**Source information**

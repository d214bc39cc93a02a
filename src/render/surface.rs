use std::ops::{Deref, DerefMut};

use crate::assets::decode::SourceImage;
use crate::foundation::core::{Affine, Region};
use crate::foundation::error::{GlimmerError, GlimmerResult};
use crate::foundation::math::{PremulRgba8, over, unpremultiply_rgba8_in_place};

/// A captured frame as straight-alpha RGBA8 pixels.
#[derive(Clone, Debug, PartialEq, Eq)]
pub struct FrameRGBA {
    /// Frame width in pixels.
    pub width: u32,
    /// Frame height in pixels.
    pub height: u32,
    /// RGBA8 bytes, tightly packed, row-major, straight alpha.
    pub data: Vec<u8>,
}

/// Mutable drawing surface the effect passes paint into.
///
/// Pixels are premultiplied RGBA8. The surface carries a current transform used by transformed
/// draws (sparkle sprites); it is changed through [`Surface::push_transform`] /
/// [`Surface::pop_transform`] or the scoped [`Surface::scoped`] / [`Surface::with_transform`].
pub struct Surface {
    pixmap: vello_cpu::Pixmap,
    transform: Affine,
    saved: Vec<Affine>,
}

impl std::fmt::Debug for Surface {
    fn fmt(&self, f: &mut std::fmt::Formatter<'_>) -> std::fmt::Result {
        f.debug_struct("Surface")
            .field("width", &self.width())
            .field("height", &self.height())
            .field("transform", &self.transform)
            .field("depth", &self.saved.len())
            .finish()
    }
}

impl Surface {
    /// Allocate a transparent `width x height` surface.
    ///
    /// Fails with [`GlimmerError::Setup`] when a side is zero or does not fit the rasterizer.
    pub fn new(width: u32, height: u32) -> GlimmerResult<Self> {
        if width == 0 || height == 0 {
            return Err(GlimmerError::setup(format!(
                "surface must be non-empty, got {width}x{height}"
            )));
        }
        let w: u16 = width.try_into().map_err(|_| {
            GlimmerError::setup(format!("surface width {width} exceeds {}", u16::MAX))
        })?;
        let h: u16 = height.try_into().map_err(|_| {
            GlimmerError::setup(format!("surface height {height} exceeds {}", u16::MAX))
        })?;
        Ok(Self {
            pixmap: vello_cpu::Pixmap::new(w, h),
            transform: Affine::IDENTITY,
            saved: Vec::new(),
        })
    }

    /// Width in pixels.
    pub fn width(&self) -> u32 {
        u32::from(self.pixmap.width())
    }

    /// Height in pixels.
    pub fn height(&self) -> u32 {
        u32::from(self.pixmap.height())
    }

    /// Region covering the whole surface.
    pub fn extent(&self) -> Region {
        Region::full(self.width(), self.height())
    }

    /// Premultiplied RGBA8 bytes, row-major.
    pub fn premul_bytes(&self) -> &[u8] {
        self.pixmap.data_as_u8_slice()
    }

    /// Premultiplied pixel at `(x, y)`, or `None` outside the surface.
    pub fn pixel(&self, x: u32, y: u32) -> Option<PremulRgba8> {
        let i = self.index_of(x, y)?;
        let d = self.pixmap.data_as_u8_slice();
        Some([d[i], d[i + 1], d[i + 2], d[i + 3]])
    }

    /// Fill every pixel with transparent black.
    pub fn clear(&mut self) {
        self.pixmap.data_as_u8_slice_mut().fill(0);
    }

    /// Replace the contents with `source`, origin-aligned at native resolution.
    ///
    /// Pixels outside the source (when sizes differ) are left transparent.
    pub fn draw_source(&mut self, source: &SourceImage) {
        let (sw, sh) = (source.width() as usize, source.height() as usize);
        let dw = self.width() as usize;
        let cols = sw.min(dw);
        let rows = sh.min(self.height() as usize);
        let src = source.premul_bytes();
        let dst = self.pixmap.data_as_u8_slice_mut();
        if sw == dw && rows == sh && rows * dw * 4 == dst.len() {
            dst.copy_from_slice(src);
            return;
        }
        dst.fill(0);
        for row in 0..rows {
            let s = row * sw * 4;
            let d = row * dw * 4;
            dst[d..d + cols * 4].copy_from_slice(&src[s..s + cols * 4]);
        }
    }

    /// Source-over a premultiplied color onto pixel `(x, y)` with an opacity multiplier.
    ///
    /// Returns `false` (and writes nothing) outside the surface.
    pub fn blend_pixel(&mut self, x: u32, y: u32, src: PremulRgba8, opacity: f32) -> bool {
        let Some(i) = self.index_of(x, y) else {
            return false;
        };
        let d = &mut self.pixmap.data_as_u8_slice_mut()[i..i + 4];
        let out = over([d[0], d[1], d[2], d[3]], src, opacity);
        d.copy_from_slice(&out);
        true
    }

    /// Source-over a same-sized premultiplied pixmap onto the surface.
    pub(crate) fn composite_over(&mut self, layer: &vello_cpu::Pixmap) -> GlimmerResult<()> {
        let dst = self.pixmap.data_as_u8_slice_mut();
        let src = layer.data_as_u8_slice();
        if dst.len() != src.len() {
            return Err(GlimmerError::render(
                "composite_over expects equal-sized surfaces",
            ));
        }
        for (d, s) in dst.chunks_exact_mut(4).zip(src.chunks_exact(4)) {
            if s[3] == 0 {
                continue;
            }
            let out = over([d[0], d[1], d[2], d[3]], [s[0], s[1], s[2], s[3]], 1.0);
            d.copy_from_slice(&out);
        }
        Ok(())
    }

    /// Snapshot the surface as straight-alpha RGBA8.
    ///
    /// Pixels are stored premultiplied, so translucent pixels come back with the color rounding
    /// of a premultiply/unpremultiply round trip, even where no effect touched them. Opaque and
    /// fully transparent pixels are exact.
    pub fn to_frame(&self) -> FrameRGBA {
        let mut data = self.pixmap.data_as_u8_slice().to_vec();
        unpremultiply_rgba8_in_place(&mut data);
        FrameRGBA {
            width: self.width(),
            height: self.height(),
            data,
        }
    }

    /// Current transform applied to transformed draws.
    pub fn transform(&self) -> Affine {
        self.transform
    }

    /// Replace the current transform without touching the saved stack.
    pub fn set_transform(&mut self, transform: Affine) {
        self.transform = transform;
    }

    /// Number of transforms currently saved by [`Surface::push_transform`].
    pub fn depth(&self) -> usize {
        self.saved.len()
    }

    /// Save the current transform and post-multiply it by `m`.
    pub fn push_transform(&mut self, m: Affine) {
        self.saved.push(self.transform);
        self.transform = self.transform * m;
    }

    /// Restore the transform saved by the matching [`Surface::push_transform`].
    pub fn pop_transform(&mut self) -> GlimmerResult<()> {
        self.transform = self
            .saved
            .pop()
            .ok_or_else(|| GlimmerError::render("pop_transform without matching push"))?;
        Ok(())
    }

    /// Push `m` and return a guard that restores the previous transform when dropped.
    pub fn scoped(&mut self, m: Affine) -> TransformScope<'_> {
        self.push_transform(m);
        let depth = self.saved.len();
        TransformScope {
            surface: self,
            depth,
        }
    }

    /// Run `f` with `m` applied; the previous transform is restored whether `f` succeeds or not.
    pub fn with_transform<R>(
        &mut self,
        m: Affine,
        f: impl FnOnce(&mut Surface) -> GlimmerResult<R>,
    ) -> GlimmerResult<R> {
        let mut scope = self.scoped(m);
        f(&mut *scope)
    }

    pub(crate) fn pixmap(&self) -> &vello_cpu::Pixmap {
        &self.pixmap
    }

    fn index_of(&self, x: u32, y: u32) -> Option<usize> {
        if x >= self.width() || y >= self.height() {
            return None;
        }
        Some(((y as usize) * (self.width() as usize) + (x as usize)) * 4)
    }
}

/// Guard returned by [`Surface::scoped`].
///
/// Dropping it unwinds the transform stack back to the state before the matching push, including
/// any pushes made through the guard that were not popped.
pub struct TransformScope<'a> {
    surface: &'a mut Surface,
    depth: usize,
}

impl Deref for TransformScope<'_> {
    type Target = Surface;

    fn deref(&self) -> &Surface {
        self.surface
    }
}

impl DerefMut for TransformScope<'_> {
    fn deref_mut(&mut self) -> &mut Surface {
        self.surface
    }
}

impl Drop for TransformScope<'_> {
    fn drop(&mut self) {
        while self.surface.saved.len() >= self.depth {
            match self.surface.saved.pop() {
                Some(t) => self.surface.transform = t,
                None => break,
            }
        }
    }
}

#[cfg(test)]
#[path = "../../tests/unit/render/surface.rs"]
mod tests;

**Your assignment**
What is the number of lines in the listing that contain "without"? State it and nothing more.

**Answer area**
2